INFORMATION SUPPLIED
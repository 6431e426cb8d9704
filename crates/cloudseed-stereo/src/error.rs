//! Error types for stereo dispatch and processing.

use cloudseed_core::{EngineError, Parameter};
use thiserror::Error;

use crate::Channel;

/// Errors that can occur while dispatching parameters or processing blocks.
#[derive(Debug, Clone, PartialEq, Error)]
pub enum StereoError {
    /// Left and right input blocks differ in length.
    #[error("stereo input length mismatch: left has {left} samples, right has {right}")]
    LengthMismatch {
        /// Length of the left input.
        left: usize,
        /// Length of the right input.
        right: usize,
    },

    /// Output buffers do not match the input block length.
    #[error("output buffers must hold {expected} samples, got left {left} and right {right}")]
    OutputMismatch {
        /// Input block length.
        expected: usize,
        /// Length of the left output.
        left: usize,
        /// Length of the right output.
        right: usize,
    },

    /// Block is longer than the engines can render at once.
    #[error("block of {len} samples exceeds engine buffer size {capacity}")]
    BlockTooLarge {
        /// Requested block length.
        len: usize,
        /// Smallest engine buffer size.
        capacity: usize,
    },

    /// An engine refused a parameter value.
    #[error("{channel} engine: {source}")]
    Engine {
        /// Channel whose engine failed.
        channel: Channel,
        /// Engine error.
        #[source]
        source: EngineError,
    },

    /// An engine refused a value and putting back the previous value failed
    /// as well. The two engines may now hold different values for `param`.
    #[error("{channel} engine: {source}; restoring {param} failed: {rollback}")]
    RollbackFailed {
        /// Channel whose engine refused the update.
        channel: Channel,
        /// Why the update was refused.
        #[source]
        source: EngineError,
        /// Parameter that could not be restored.
        param: Parameter,
        /// Why the restore was refused.
        rollback: EngineError,
    },
}

impl StereoError {
    /// Create an engine error for `channel`.
    pub fn engine(channel: Channel, source: EngineError) -> Self {
        StereoError::Engine { channel, source }
    }
}

#[cfg(test)]
mod tests {
    use super::*;
    use cloudseed_core::ParamValue;
    use std::error::Error;

    #[test]
    fn length_mismatch_display() {
        let err = StereoError::LengthMismatch { left: 64, right: 32 };
        assert_eq!(
            err.to_string(),
            "stereo input length mismatch: left has 64 samples, right has 32"
        );
    }

    #[test]
    fn block_too_large_display() {
        let err = StereoError::BlockTooLarge { len: 50000, capacity: 48000 };
        assert_eq!(err.to_string(), "block of 50000 samples exceeds engine buffer size 48000");
    }

    #[test]
    fn engine_error_has_source() {
        let err = StereoError::engine(
            Channel::Right,
            EngineError::Rejected {
                param: Parameter::TapSeed,
                value: ParamValue::Int(1),
            },
        );
        assert!(err.source().is_some());
        assert_eq!(err.to_string(), "right engine: parameter TapSeed rejected value 1");
    }

    #[test]
    fn rollback_failure_names_both_errors() {
        let err = StereoError::RollbackFailed {
            channel: Channel::Right,
            source: EngineError::Unsupported(Parameter::LineDelay),
            param: Parameter::LineDelay,
            rollback: EngineError::Unsupported(Parameter::LineDelay),
        };
        assert_eq!(
            err.to_string(),
            "right engine: parameter LineDelay is not supported; \
             restoring LineDelay failed: parameter LineDelay is not supported"
        );
        assert!(err.source().is_some());
    }

    #[test]
    fn length_errors_have_no_source() {
        assert!(StereoError::LengthMismatch { left: 1, right: 2 }.source().is_none());
        assert!(
            StereoError::OutputMismatch { expected: 1, left: 1, right: 2 }
                .source()
                .is_none()
        );
    }
}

YOUR INSTRUCTIONS
Reproduce word for word the material above, beginning with the line that contains "engine buffer size." and ending with the line that contains "let err = StereoError::BlockTooLarge".

SOLUTION TO THE EXERCISE
        /// Smallest engine buffer size.
        capacity: usize,
    },

    /// An engine refused a parameter value.
    #[error("{channel} engine: {source}")]
    Engine {
        /// Channel whose engine failed.
        channel: Channel,
        /// Engine error.
        #[source]
        source: EngineError,
    },

    /// An engine refused a value and putting back the previous value failed
    /// as well. The two engines may now hold different values for `param`.
    #[error("{channel} engine: {source}; restoring {param} failed: {rollback}")]
    RollbackFailed {
        /// Channel whose engine refused the update.
        channel: Channel,
        /// Why the update was refused.
        #[source]
        source: EngineError,
        /// Parameter that could not be restored.
        param: Parameter,
        /// Why the restore was refused.
        rollback: EngineError,
    },
}

impl StereoError {
    /// Create an engine error for `channel`.
    pub fn engine(channel: Channel, source: EngineError) -> Self {
        StereoError::Engine { channel, source }
    }
}

#[cfg(test)]
mod tests {
    use super::*;
    use cloudseed_core::ParamValue;
    use std::error::Error;

    #[test]
    fn length_mismatch_display() {
        let err = StereoError::LengthMismatch { left: 64, right: 32 };
        assert_eq!(
            err.to_string(),
            "stereo input length mismatch: left has 64 samples, right has 32"
        );
    }

    #[test]
    fn block_too_large_display() {
        let err = StereoError::BlockTooLarge { len: 50000, capacity: 48000 };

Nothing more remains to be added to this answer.